> [What is required]
Instruction for the entries that follow: retype exactly the lines from the line with "Expr::Index(object, key) =>" to the line with "Prop::KeyValue(key, value) =>", both included, and omit all others.

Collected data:
impl<R: Rewriter + ?Sized> RewriteWalker<'_, R> {
    fn stmts(&mut self, stmts: &mut [Stmt]) {
        for stmt in stmts {
            self.stmt(stmt);
        }
    }

    fn block(&mut self, stmts: &mut [Stmt]) {
        self.scope.push(block_scoped_names(stmts));
        self.stmts(stmts);
        self.scope.pop();
    }

    fn binding_name(&mut self, name: &mut String) {
        if !self.scope.is_bound(name)
            && let Some(renamed) = self.rewriter.binding(name)
        {
            *name = renamed;
        }
    }

    fn stmt(&mut self, stmt: &mut Stmt) {
        match stmt {
            Stmt::Import(_) | Stmt::ExportAll(_) | Stmt::TypeOnly | Stmt::Empty => {}
            Stmt::ExportNamed(export) => {
                if export.source.is_none() {
                    for spec in &mut export.specifiers {
                        if let Some(Expr::Ident(renamed)) = self.rewriter.ident(&spec.local, false) {
                            spec.local = renamed;
                        }
                    }
                }
            }
            Stmt::ExportDecl(inner) => self.stmt(inner),
            Stmt::ExportDefault(value) => match value {
                DefaultValue::Expr(expr) => self.expr(expr),
                DefaultValue::Function(function) => {
                    if let Some(name) = &mut function.name {
                        self.binding_name(name);
                    }
                    self.function(function, false);
                }
                DefaultValue::Class(class) => {
                    if let Some(name) = &mut class.name {
                        self.binding_name(name);
                    }
                    self.class(class, false);
                }
            },
            Stmt::Var(decl) => {
                for declarator in &mut decl.decls {
                    self.pattern(&mut declarator.binding, true);
                    if let Some(init) = &mut declarator.init {
                        self.expr(init);
                    }
                }
            }
            Stmt::Function(function) => {
                if let Some(name) = &mut function.name {
                    self.binding_name(name);
                }
                self.function(function, false);
            }
            Stmt::Class(class) => {
                if let Some(name) = &mut class.name {
                    self.binding_name(name);
                }
                self.class(class, false);
            }
            Stmt::Expr(expr) | Stmt::Throw(expr) => self.expr(expr),
            Stmt::If {
                test,
                consequent,
                alternate,
            } => {
                self.expr(test);
                self.stmt(consequent);
                if let Some(alternate) = alternate {
                    self.stmt(alternate);
                }
            }
            Stmt::Block(body) => self.block(body),
            Stmt::Return(value) => {
                if let Some(value) = value {
                    self.expr(value);
                }
            }
            Stmt::ForOf {
                kind,
                binding,
                right,
                body,
                ..
            } => {
                self.expr(right);
                let mut names = Vec::new();
                if *kind != VarKind::Var {
                    pattern_names(binding, &mut names);
                }
                self.scope.push(names);
                self.pattern(binding, true);
                self.stmt(body);
                self.scope.pop();
            }
            Stmt::While { test, body } => {
                self.expr(test);
                self.stmt(body);
            }
            Stmt::Try {
                block,
                param,
                handler,
                finalizer,
            } => {
                self.block(block);
                if let Some(handler) = handler {
                    let mut names = block_scoped_names(handler);
                    if let Some(param) = param {
                        pattern_names(param, &mut names);
                    }
                    self.scope.push(names);
                    if let Some(param) = param {
                        self.pattern(param, true);
                    }
                    self.stmts(handler);
                    self.scope.pop();
                }
                if let Some(finalizer) = finalizer {
                    self.block(finalizer);
                }
            }
        }
    }

    fn pattern(&mut self, pattern: &mut Pattern, is_declaration: bool) {
        match pattern {
            Pattern::Ident(name) => {
                if is_declaration {
                    self.binding_name(name);
                }
            }
            Pattern::Object { props, rest } => {
                for prop in props {
                    if let PropKey::Computed(key) = &mut prop.key {
                        self.expr(key);
                    }
                    self.pattern(&mut prop.value, is_declaration);
                }
                if let Some(rest) = rest
                    && is_declaration
                {
                    self.binding_name(rest);
                }
            }
            Pattern::Array(items) => {
                for item in items.iter_mut().flatten() {
                    self.pattern(item, is_declaration);
                }
            }
            Pattern::Default(inner, default) => {
                self.pattern(inner, is_declaration);
                self.expr(default);
            }
        }
    }

    fn function(&mut self, function: &mut Function, is_expression: bool) {
        let mut names = function_scope_names(&function.params, &function.body, false);
        if is_expression && let Some(name) = &function.name {
            names.push(name.clone());
        }
        self.scope.push(names);
        self.scope.this_depth += 1;
        for param in &mut function.params {
            self.pattern(param, true);
        }
        self.stmts(&mut function.body);
        self.scope.this_depth -= 1;
        self.scope.pop();
    }

    fn arrow(&mut self, arrow: &mut Arrow) {
        self.scope
            .push(function_scope_names(&arrow.params, &arrow.body, true));
        for param in &mut arrow.params {
            self.pattern(param, true);
        }
        self.stmts(&mut arrow.body);
        self.scope.pop();
    }

    fn class(&mut self, class: &mut Class, is_expression: bool) {
        if let Some(extends) = &mut class.extends {
            self.expr(extends);
        }
        let names = match (&class.name, is_expression) {
            (Some(name), true) => vec![name.clone()],
            _ => Vec::new(),
        };
        self.scope.push(names);
        for member in &mut class.members {
            if let PropKey::Computed(key) = &mut member.key {
                self.expr(key);
            }
            self.scope.this_depth += 1;
            match &mut member.kind {
                ClassMemberKind::Method(function) => self.function(function, true),
                ClassMemberKind::Property(Some(value)) => self.expr(value),
                ClassMemberKind::Property(None) => {}
            }
            self.scope.this_depth -= 1;
        }
        self.scope.pop();
    }

    /// Root of a member chain if the chain is eligible for `member_path`.
    fn chain_is_free(&self, expr: &Expr) -> bool {
        match expr {
            Expr::Ident(name) => !self.scope.is_bound(name),
            Expr::ImportMeta => true,
            Expr::This => self.scope.this_depth == 0,
            Expr::Member(object, _) => self.chain_is_free(object),
            _ => false,
        }
    }

    fn expr(&mut self, expr: &mut Expr) {
        match expr {
            Expr::Ident(name) => {
                if !self.scope.is_bound(name)
                    && let Some(replacement) = self.rewriter.ident(name, false)
                {
                    *expr = replacement;
                }
            }
            Expr::Str(_) | Expr::Num(_) | Expr::Bool(_) | Expr::Null | Expr::Undefined => {}
            Expr::Require { .. } | Expr::RequireResolve { .. } | Expr::UrlToken { .. } => {
                if let Some(replacement) = self.rewriter.module_reference(expr) {
                    *expr = replacement;
                }
            }
            Expr::DynamicImport { .. } => {
                if let Some(replacement) = self.rewriter.module_reference(expr) {
                    *expr = replacement;
                    return;
                }
                if let Expr::DynamicImport { arg, .. } = expr {
                    self.expr(arg);
                }
            }
            Expr::This => {
                if self.scope.this_depth == 0
                    && let Some(replacement) = self.rewriter.top_level_this()
                {
                    *expr = replacement;
                }
            }
            Expr::ImportMeta => {
                if let Some(replacement) = self.rewriter.import_meta() {
                    *expr = replacement;
                }
            }
            Expr::Member(..) => {
                if self.chain_is_free(expr)
                    && let Some(path) = expr.dotted_path()
                    && path.contains('.')
                    && let Some(replacement) = self.rewriter.member_path(&path)
                {
                    *expr = replacement;
                    return;
                }
                if let Expr::Member(object, _) = expr {
                    self.expr(object);
                }
            }
            Expr::Index(object, key) => {
                self.expr(object);
                self.expr(key);
            }
            Expr::Call(call) | Expr::New(call) => {
                self.expr(&mut call.callee);
                for arg in &mut call.args {
                    self.expr(arg);
                }
            }
            Expr::Assign { target, value, .. } => {
                self.write_target(target);
                self.expr(value);
            }
            Expr::Update { target, .. } => self.write_target(target),
            Expr::Unary(_, operand) | Expr::Spread(operand) | Expr::Await(operand) => {
                self.expr(operand)
            }
            Expr::Binary(_, left, right) => {
                self.expr(left);
                self.expr(right);
            }
            Expr::Cond(test, consequent, alternate) => {
                self.expr(test);
                self.expr(consequent);
                self.expr(alternate);
            }
            Expr::Function(function) => self.function(function, true),
            Expr::Arrow(arrow) => self.arrow(arrow),
            Expr::Class(class) => self.class(class, true),
            Expr::Object(props) => {
                for prop in props {
                    match prop {
                        Prop::KeyValue(key, value) => {
                            if let PropKey::Computed(key) = key {
                                self.expr(key);
                            }
                            self.expr(value);
                        }
                        Prop::Spread(value) => self.expr(value),
                    }
                }
            }
            Expr::Array(items) | Expr::Seq(items) | Expr::Template(_, items) => {
                for item in items {
                    self.expr(item);
                }
            }
        }
    }

    fn write_target(&mut self, target: &mut Expr) {
        if let Expr::Ident(name) = target {
            if !self.scope.is_bound(name)
                && let Some(replacement) = self.rewriter.ident(name, true)
            {
                *target = replacement;
            }
            return;
        }
        self.expr(target);
    }
}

> [Result of the task]
            Expr::Index(object, key) => {
                self.expr(object);
                self.expr(key);
            }
            Expr::Call(call) | Expr::New(call) => {
                self.expr(&mut call.callee);
                for arg in &mut call.args {
                    self.expr(arg);
                }
            }
            Expr::Assign { target, value, .. } => {
                self.write_target(target);
                self.expr(value);
            }
            Expr::Update { target, .. } => self.write_target(target),
            Expr::Unary(_, operand) | Expr::Spread(operand) | Expr::Await(operand) => {
                self.expr(operand)
            }
            Expr::Binary(_, left, right) => {
                self.expr(left);
                self.expr(right);
            }
            Expr::Cond(test, consequent, alternate) => {
                self.expr(test);
                self.expr(consequent);
                self.expr(alternate);
            }
            Expr::Function(function) => self.function(function, true),
            Expr::Arrow(arrow) => self.arrow(arrow),
            Expr::Class(class) => self.class(class, true),
            Expr::Object(props) => {
                for prop in props {
                    match prop {
                        Prop::KeyValue(key, value) => {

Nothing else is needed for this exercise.